Another option is the use of statistical dice that are available at a nominal price and found at retail store. Using the example described above, assume that the supplier rolls the statistical dice and it produces the number 6. The supplier could then randomly select the 12th claim out of the 25 enteral claims to be reviewed. The supplier would need to make multiple counts of every 12th claim in keeping with the pre-determined sample size to be reviewed (12 claims).

A third option is the use of the OIG’s RAT-STATS software program. This is a statistical tool designed to assist the reviewer in selecting random samples and evaluating the audit results. This is the primary statistical audit tool used by the Office of Audit Services of the OIG.

The supplier should also perform focused claim reviews from time to time to address perceived or discovered problems. For example, if a patient lodges a complaint regarding a provided service, the supplier should generate a focused review to discover the source of the alleged dissatisfaction and take corrective action as needed.
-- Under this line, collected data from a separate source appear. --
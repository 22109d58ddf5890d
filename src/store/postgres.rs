//! Postgres-backed adapters for the Quota Store, Execution Log and Function
//! Store, in the same `sqlx` style as the host application's
//! `ChatDatabaseService`: a thin struct wrapping a `PgPool`, one method per
//! operation, `anyhow`-flavoured context collapsed into `EngineError::Infra`
//! at the trait boundary.

use super::{ExecutionLog, FunctionStore, QuotaStore};
use crate::error::{EngineError, EngineResult};
use crate::model::{ExecutionLogRecord, Function, FunctionId, OwnerId, Quota};
use async_trait::async_trait;
use sqlx::PgPool;
use std::time::Duration;
use tracing::{error, warn};

fn infra<E: std::fmt::Display>(context: &str, err: E) -> EngineError {
    EngineError::Infra(format!("{context}: {err}"))
}

#[derive(Clone)]
pub struct PgQuotaStore {
    pool: PgPool,
}

impl PgQuotaStore {
    pub fn new(pool: PgPool) -> Self {
        Self { pool }
    }
}

#[async_trait]
impl QuotaStore for PgQuotaStore {
    async fn get(&self, owner_id: &OwnerId) -> EngineResult<Option<Quota>> {
        let row = sqlx::query!(
            r#"
            SELECT owner_id, cpu_time_used_ms, concurrent_count, last_reset_at
            FROM user_quotas
            WHERE owner_id = $1
            "#,
            owner_id.0
        )
        .fetch_optional(&self.pool)
        .await
        .map_err(|e| infra("failed to read quota row", e))?;

        Ok(row.map(|r| Quota {
            owner_id: OwnerId(r.owner_id),
            cpu_time_used_ms: r.cpu_time_used_ms,
            concurrent_count: r.concurrent_count,
            last_reset_at: r.last_reset_at,
        }))
    }

    async fn init(&self, owner_id: &OwnerId) -> EngineResult<()> {
        sqlx::query!(
            r#"
            INSERT INTO user_quotas (owner_id, cpu_time_used_ms, concurrent_count, last_reset_at)
            VALUES ($1, 0, 0, NOW())
            ON CONFLICT (owner_id) DO NOTHING
            "#,
            owner_id.0
        )
        .execute(&self.pool)
        .await
        .map_err(|e| infra("failed to init quota row", e))?;

        Ok(())
    }

    async fn add_cpu_ms(&self, owner_id: &OwnerId, delta_ms: i64) -> EngineResult<()> {
        sqlx::query!(
            r#"
            UPDATE user_quotas
            SET cpu_time_used_ms = cpu_time_used_ms + $2
            WHERE owner_id = $1
            "#,
            owner_id.0,
            delta_ms
        )
        .execute(&self.pool)
        .await
        .map_err(|e| infra("failed to add cpu time", e))?;

        Ok(())
    }

    async fn inc_concurrent(&self, owner_id: &OwnerId) -> EngineResult<()> {
        sqlx::query!(
            r#"
            UPDATE user_quotas
            SET concurrent_count = concurrent_count + 1
            WHERE owner_id = $1
            "#,
            owner_id.0
        )
        .execute(&self.pool)
        .await
        .map_err(|e| infra("failed to increment concurrency", e))?;

        Ok(())
    }

    async fn dec_concurrent(&self, owner_id: &OwnerId) -> EngineResult<()> {
        sqlx::query!(
            r#"
            UPDATE user_quotas
            SET concurrent_count = GREATEST(concurrent_count - 1, 0)
            WHERE owner_id = $1
            "#,
            owner_id.0
        )
        .execute(&self.pool)
        .await
        .map_err(|e| infra("failed to decrement concurrency", e))?;

        Ok(())
    }

    async fn reset_cpu_if_older_than(&self, interval: Duration) -> EngineResult<u64> {
        let interval_secs = interval.as_secs() as f64;
        let result = sqlx::query!(
            r#"
            UPDATE user_quotas
            SET cpu_time_used_ms = 0, last_reset_at = NOW()
            WHERE last_reset_at <= NOW() - make_interval(secs => $1)
            "#,
            interval_secs
        )
        .execute(&self.pool)
        .await
        .map_err(|e| infra("failed to reset cpu quotas", e))?;

        Ok(result.rows_affected())
    }
}

#[derive(Clone)]
pub struct PgExecutionLog {
    pool: PgPool,
}

impl PgExecutionLog {
    pub fn new(pool: PgPool) -> Self {
        Self { pool }
    }
}

#[async_trait]
impl ExecutionLog for PgExecutionLog {
    async fn append(&self, record: ExecutionLogRecord) -> EngineResult<()> {
        let status = record.status.to_string();
        let elapsed_ms = record.elapsed_ms as i64;

        let result = sqlx::query!(
            r#"
            INSERT INTO execution_log
                (function_id, owner_id, status, output, error, elapsed_ms, created_at)
            VALUES ($1, $2, $3, $4, $5, $6, NOW())
            "#,
            record.function_id.0,
            record.owner_id.0,
            status,
            record.output,
            record.error,
            elapsed_ms,
        )
        .execute(&self.pool)
        .await;

        // Per §7: a log-write failure is warned and swallowed, not surfaced
        // as an engine error — it must never mask a successful execution.
        if let Err(e) = result {
            warn!(error = %e, "failed to write execution log row");
            error!(function_id = %record.function_id, owner_id = %record.owner_id, "LogWriteFailed");
        }

        Ok(())
    }
}

#[derive(Clone)]
pub struct PgFunctionStore {
    pool: PgPool,
}

impl PgFunctionStore {
    pub fn new(pool: PgPool) -> Self {
        Self { pool }
    }
}

#[async_trait]
impl FunctionStore for PgFunctionStore {
    async fn get(&self, id: &FunctionId) -> EngineResult<Option<Function>> {
        let row = sqlx::query!(
            r#"
            SELECT id, owner_id, source_code, enabled
            FROM functions
            WHERE id = $1
            "#,
            id.0
        )
        .fetch_optional(&self.pool)
        .await
        .map_err(|e| infra("failed to read function", e))?;

        Ok(row.map(|r| Function {
            id: FunctionId(r.id),
            owner_id: OwnerId(r.owner_id),
            source_code: r.source_code,
            enabled: r.enabled,
        }))
    }
}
Complete the Audit Tool for Each Type of Claim to Be Reviewed

The Compliance Officer or designee should review each claim and supporting documentation using the appropriate audit tool to determine whether compliance standards for each element being evaluated have been satisfied. The audit tool provides the reviewer with a detailed document for recording the results of each individual claim reviewed. Prospective audits will focus on ensuring that all appropriately completed documents have been obtained prior to claims submission. However, prospective audits will not detect deficiencies in the billing process, such as collection of co-payments, but these types of deficiencies will be detected in the retrospective audit process. The development of audit tools should be dynamic rather than static and, thus, audit tools should be revised/customized as needed. It is important to keep in mind that government and commercial payor policies and requirements change frequently, and therefore, audit tools should be updated to capture these changes.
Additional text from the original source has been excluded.